ENTRIES SUPPLIED START

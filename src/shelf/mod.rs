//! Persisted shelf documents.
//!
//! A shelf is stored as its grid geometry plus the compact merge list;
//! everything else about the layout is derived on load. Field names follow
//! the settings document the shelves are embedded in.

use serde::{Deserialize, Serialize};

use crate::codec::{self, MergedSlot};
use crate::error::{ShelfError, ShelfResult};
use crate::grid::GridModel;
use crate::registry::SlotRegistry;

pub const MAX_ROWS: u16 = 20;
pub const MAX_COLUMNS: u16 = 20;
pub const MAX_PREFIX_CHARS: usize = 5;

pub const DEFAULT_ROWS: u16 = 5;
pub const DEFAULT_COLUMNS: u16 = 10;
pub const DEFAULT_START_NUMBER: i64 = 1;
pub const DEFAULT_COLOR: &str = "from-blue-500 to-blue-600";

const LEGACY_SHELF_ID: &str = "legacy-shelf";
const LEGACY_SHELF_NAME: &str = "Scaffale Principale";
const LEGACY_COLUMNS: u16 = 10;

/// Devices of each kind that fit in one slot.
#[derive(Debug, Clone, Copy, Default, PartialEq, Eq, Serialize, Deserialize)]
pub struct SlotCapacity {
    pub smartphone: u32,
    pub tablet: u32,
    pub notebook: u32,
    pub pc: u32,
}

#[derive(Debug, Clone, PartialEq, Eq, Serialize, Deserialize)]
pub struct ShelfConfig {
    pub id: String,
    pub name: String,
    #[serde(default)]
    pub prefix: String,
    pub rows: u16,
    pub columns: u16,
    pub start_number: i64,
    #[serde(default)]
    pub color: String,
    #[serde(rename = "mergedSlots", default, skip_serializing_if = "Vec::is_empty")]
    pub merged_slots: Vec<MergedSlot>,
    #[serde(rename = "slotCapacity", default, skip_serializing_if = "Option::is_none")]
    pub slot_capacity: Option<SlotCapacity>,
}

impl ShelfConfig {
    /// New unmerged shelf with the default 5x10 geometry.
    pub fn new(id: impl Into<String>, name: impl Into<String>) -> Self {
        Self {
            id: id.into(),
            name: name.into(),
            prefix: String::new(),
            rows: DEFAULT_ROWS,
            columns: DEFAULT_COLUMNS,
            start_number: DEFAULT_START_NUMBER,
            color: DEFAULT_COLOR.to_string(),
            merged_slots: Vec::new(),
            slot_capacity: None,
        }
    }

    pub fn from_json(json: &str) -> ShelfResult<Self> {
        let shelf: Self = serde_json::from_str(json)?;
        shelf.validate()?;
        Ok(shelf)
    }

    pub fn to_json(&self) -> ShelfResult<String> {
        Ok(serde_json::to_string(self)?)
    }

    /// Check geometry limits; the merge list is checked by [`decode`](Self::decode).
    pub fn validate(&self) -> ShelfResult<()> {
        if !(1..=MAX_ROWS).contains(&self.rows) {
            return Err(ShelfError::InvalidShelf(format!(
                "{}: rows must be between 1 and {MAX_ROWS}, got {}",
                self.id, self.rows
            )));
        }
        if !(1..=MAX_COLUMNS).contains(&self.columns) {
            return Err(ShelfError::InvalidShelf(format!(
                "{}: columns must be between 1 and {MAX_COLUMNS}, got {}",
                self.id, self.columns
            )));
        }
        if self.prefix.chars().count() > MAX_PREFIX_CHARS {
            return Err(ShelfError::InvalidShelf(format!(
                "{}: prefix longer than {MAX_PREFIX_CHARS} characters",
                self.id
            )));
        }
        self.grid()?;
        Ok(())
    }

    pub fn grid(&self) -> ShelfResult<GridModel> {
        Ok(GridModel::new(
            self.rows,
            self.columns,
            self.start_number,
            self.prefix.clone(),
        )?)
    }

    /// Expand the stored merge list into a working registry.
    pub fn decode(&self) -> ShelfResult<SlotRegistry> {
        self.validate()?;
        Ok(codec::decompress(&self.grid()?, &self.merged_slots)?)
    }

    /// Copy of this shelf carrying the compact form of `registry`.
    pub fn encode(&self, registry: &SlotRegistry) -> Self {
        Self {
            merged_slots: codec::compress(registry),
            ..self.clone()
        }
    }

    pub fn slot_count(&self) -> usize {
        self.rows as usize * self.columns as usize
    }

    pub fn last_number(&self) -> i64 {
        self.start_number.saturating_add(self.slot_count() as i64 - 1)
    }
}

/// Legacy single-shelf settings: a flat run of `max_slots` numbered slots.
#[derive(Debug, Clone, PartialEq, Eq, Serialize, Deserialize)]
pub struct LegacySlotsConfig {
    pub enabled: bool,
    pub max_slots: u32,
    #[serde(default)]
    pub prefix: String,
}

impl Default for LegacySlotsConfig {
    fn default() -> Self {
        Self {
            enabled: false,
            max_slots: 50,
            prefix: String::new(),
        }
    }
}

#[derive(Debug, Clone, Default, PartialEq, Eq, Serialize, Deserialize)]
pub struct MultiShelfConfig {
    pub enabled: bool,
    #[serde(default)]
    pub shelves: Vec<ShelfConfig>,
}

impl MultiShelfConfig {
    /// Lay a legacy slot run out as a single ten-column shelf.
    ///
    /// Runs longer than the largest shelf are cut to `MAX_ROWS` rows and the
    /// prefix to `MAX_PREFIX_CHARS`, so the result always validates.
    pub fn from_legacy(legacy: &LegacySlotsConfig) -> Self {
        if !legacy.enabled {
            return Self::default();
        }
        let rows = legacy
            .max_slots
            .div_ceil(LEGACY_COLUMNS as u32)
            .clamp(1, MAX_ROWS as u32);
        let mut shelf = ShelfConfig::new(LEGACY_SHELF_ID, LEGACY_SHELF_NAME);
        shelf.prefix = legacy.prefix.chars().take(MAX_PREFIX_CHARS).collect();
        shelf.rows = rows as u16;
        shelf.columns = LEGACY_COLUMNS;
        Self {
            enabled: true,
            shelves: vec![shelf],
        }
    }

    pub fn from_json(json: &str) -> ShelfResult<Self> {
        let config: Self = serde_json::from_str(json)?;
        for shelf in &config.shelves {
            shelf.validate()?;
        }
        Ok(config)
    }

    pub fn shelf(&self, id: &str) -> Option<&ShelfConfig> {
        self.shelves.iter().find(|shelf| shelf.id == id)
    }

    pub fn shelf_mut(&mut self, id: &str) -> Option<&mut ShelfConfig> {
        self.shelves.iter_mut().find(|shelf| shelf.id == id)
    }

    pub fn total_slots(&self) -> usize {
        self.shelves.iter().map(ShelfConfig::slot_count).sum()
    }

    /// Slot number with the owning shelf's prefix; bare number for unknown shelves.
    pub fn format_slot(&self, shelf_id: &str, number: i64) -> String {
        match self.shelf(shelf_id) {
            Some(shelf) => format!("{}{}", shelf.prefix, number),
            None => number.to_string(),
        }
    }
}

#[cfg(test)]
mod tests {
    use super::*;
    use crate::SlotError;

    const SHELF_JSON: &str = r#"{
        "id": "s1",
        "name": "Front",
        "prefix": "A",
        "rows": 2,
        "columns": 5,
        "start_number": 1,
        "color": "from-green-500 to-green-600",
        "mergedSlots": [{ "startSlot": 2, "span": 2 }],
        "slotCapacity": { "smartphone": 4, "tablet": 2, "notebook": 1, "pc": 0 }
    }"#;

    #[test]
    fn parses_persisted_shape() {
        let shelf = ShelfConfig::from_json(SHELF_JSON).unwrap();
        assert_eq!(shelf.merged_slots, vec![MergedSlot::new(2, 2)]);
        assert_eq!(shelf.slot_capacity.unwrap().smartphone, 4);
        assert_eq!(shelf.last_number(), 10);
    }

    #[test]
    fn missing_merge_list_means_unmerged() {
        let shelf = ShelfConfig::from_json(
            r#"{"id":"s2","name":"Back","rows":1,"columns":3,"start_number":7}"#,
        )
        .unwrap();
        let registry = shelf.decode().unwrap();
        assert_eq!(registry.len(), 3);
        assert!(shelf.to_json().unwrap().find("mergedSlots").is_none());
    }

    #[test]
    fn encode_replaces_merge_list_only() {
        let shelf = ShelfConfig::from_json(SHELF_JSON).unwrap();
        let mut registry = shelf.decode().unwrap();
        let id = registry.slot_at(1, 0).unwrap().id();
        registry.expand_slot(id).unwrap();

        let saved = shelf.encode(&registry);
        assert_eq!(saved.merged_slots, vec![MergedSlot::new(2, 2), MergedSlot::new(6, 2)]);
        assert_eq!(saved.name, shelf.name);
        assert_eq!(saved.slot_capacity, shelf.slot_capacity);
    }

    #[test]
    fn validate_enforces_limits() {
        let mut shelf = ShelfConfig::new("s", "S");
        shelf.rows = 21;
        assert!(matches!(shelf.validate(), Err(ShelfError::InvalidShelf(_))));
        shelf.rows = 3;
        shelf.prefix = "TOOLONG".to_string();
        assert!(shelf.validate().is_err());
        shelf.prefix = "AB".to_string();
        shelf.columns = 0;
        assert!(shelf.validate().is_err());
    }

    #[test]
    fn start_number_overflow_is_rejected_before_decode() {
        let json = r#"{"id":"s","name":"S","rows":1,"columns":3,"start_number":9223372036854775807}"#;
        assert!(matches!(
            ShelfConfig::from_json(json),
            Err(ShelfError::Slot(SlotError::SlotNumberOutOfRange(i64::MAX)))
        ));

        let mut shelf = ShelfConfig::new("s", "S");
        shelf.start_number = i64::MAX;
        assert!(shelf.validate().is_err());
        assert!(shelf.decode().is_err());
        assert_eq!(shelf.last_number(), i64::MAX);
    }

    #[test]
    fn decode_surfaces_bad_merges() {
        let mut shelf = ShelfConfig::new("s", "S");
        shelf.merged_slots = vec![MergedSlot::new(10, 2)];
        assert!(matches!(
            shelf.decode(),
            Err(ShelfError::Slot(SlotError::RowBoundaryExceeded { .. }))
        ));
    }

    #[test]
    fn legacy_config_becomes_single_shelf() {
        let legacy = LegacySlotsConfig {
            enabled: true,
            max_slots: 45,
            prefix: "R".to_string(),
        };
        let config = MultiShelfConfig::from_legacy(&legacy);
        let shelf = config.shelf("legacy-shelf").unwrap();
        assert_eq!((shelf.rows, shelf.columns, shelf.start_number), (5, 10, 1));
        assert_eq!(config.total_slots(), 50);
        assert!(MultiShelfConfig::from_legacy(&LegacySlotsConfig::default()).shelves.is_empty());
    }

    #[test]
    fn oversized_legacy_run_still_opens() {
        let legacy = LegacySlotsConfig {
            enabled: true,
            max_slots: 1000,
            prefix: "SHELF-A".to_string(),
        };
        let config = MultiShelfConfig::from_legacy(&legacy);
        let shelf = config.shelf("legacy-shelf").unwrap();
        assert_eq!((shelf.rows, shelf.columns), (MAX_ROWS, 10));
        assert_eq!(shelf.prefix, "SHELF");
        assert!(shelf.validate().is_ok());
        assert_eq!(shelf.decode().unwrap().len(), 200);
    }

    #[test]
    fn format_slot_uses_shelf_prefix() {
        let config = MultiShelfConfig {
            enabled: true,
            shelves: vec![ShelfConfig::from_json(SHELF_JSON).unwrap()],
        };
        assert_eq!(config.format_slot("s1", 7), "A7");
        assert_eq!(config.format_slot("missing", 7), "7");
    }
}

ENTRIES SUPPLIED END
ENTRIES SUPPLIED START

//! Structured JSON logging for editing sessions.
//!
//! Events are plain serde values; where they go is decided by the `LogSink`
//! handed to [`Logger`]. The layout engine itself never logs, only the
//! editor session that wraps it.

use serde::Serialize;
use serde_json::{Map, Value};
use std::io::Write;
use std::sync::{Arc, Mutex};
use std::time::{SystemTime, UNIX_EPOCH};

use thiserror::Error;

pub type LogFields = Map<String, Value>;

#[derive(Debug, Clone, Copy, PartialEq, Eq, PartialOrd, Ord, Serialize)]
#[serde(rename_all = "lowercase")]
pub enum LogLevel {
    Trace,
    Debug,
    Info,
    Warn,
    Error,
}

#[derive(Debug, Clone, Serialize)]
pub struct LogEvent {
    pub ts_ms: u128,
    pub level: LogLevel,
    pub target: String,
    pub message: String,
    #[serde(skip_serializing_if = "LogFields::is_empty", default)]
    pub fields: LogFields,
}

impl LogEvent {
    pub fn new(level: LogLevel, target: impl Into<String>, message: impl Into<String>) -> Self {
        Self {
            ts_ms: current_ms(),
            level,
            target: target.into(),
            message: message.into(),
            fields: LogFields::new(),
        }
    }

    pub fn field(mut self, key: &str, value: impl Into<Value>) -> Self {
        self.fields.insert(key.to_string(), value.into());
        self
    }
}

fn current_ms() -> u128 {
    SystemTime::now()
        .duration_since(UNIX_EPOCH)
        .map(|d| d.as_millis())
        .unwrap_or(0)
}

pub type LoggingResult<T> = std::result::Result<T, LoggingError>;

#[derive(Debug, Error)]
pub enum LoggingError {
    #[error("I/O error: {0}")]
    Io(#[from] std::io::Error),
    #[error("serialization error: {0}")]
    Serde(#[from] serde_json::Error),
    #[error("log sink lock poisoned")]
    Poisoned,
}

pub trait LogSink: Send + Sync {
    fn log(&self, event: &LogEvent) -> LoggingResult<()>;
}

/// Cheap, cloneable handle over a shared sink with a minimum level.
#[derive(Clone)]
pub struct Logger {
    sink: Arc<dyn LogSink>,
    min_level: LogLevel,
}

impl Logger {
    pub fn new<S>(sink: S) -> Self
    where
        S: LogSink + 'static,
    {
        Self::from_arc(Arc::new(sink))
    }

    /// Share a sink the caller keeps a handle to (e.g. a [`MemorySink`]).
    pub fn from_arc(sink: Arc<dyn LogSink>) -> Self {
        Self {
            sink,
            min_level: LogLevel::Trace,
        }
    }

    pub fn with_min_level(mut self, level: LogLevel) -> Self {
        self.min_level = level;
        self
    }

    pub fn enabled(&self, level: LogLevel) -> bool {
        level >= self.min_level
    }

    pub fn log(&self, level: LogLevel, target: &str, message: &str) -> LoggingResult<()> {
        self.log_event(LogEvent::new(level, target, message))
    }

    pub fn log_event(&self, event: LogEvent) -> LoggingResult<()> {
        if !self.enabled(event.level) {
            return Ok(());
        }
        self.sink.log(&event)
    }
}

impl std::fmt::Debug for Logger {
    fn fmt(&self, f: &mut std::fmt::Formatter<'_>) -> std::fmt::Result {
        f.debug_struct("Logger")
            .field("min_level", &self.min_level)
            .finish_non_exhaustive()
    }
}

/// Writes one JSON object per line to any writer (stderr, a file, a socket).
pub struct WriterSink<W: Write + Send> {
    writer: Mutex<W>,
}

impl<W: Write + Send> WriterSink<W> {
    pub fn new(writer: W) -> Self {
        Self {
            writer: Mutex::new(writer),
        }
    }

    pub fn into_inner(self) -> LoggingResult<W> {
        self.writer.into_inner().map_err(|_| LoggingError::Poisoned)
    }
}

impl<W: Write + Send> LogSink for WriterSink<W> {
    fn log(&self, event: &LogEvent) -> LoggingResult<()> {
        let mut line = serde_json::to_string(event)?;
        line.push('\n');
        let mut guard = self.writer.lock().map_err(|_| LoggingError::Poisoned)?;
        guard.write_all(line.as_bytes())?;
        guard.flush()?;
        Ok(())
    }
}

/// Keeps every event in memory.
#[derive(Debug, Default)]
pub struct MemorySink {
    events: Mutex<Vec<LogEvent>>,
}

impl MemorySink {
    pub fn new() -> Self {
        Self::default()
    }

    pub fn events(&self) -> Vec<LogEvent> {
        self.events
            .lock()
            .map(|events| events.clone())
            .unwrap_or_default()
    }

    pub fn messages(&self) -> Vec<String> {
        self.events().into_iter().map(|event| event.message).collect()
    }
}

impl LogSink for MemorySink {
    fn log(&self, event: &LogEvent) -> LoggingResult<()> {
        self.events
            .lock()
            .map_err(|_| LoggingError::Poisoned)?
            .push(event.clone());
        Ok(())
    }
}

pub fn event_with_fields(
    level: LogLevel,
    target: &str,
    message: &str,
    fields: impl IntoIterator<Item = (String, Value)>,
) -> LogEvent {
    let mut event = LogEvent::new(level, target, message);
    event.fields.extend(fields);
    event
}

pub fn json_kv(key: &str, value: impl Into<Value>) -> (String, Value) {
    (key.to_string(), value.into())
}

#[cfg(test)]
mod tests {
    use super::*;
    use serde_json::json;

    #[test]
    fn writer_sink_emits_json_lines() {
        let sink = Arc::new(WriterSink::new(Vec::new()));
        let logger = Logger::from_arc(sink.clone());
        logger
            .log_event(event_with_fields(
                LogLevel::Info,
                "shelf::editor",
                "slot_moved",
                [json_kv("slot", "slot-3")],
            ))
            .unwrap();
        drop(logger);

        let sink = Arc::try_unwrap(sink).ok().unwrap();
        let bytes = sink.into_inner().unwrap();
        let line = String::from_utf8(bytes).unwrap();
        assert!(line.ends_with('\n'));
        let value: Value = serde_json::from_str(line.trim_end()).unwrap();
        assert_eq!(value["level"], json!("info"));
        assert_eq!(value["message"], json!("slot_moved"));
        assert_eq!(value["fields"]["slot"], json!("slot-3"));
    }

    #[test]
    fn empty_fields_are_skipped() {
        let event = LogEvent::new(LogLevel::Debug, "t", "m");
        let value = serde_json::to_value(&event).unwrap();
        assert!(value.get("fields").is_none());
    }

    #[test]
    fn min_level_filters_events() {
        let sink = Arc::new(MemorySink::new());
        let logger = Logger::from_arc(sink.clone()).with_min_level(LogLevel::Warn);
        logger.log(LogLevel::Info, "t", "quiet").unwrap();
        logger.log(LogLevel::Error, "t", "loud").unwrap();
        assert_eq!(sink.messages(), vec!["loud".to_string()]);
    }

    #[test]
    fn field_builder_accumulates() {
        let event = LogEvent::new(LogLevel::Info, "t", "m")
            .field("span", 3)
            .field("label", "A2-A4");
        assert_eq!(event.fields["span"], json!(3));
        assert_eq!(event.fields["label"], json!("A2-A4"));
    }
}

ENTRIES SUPPLIED END

A bare number is expected: how many lines above contain the word "where"?

2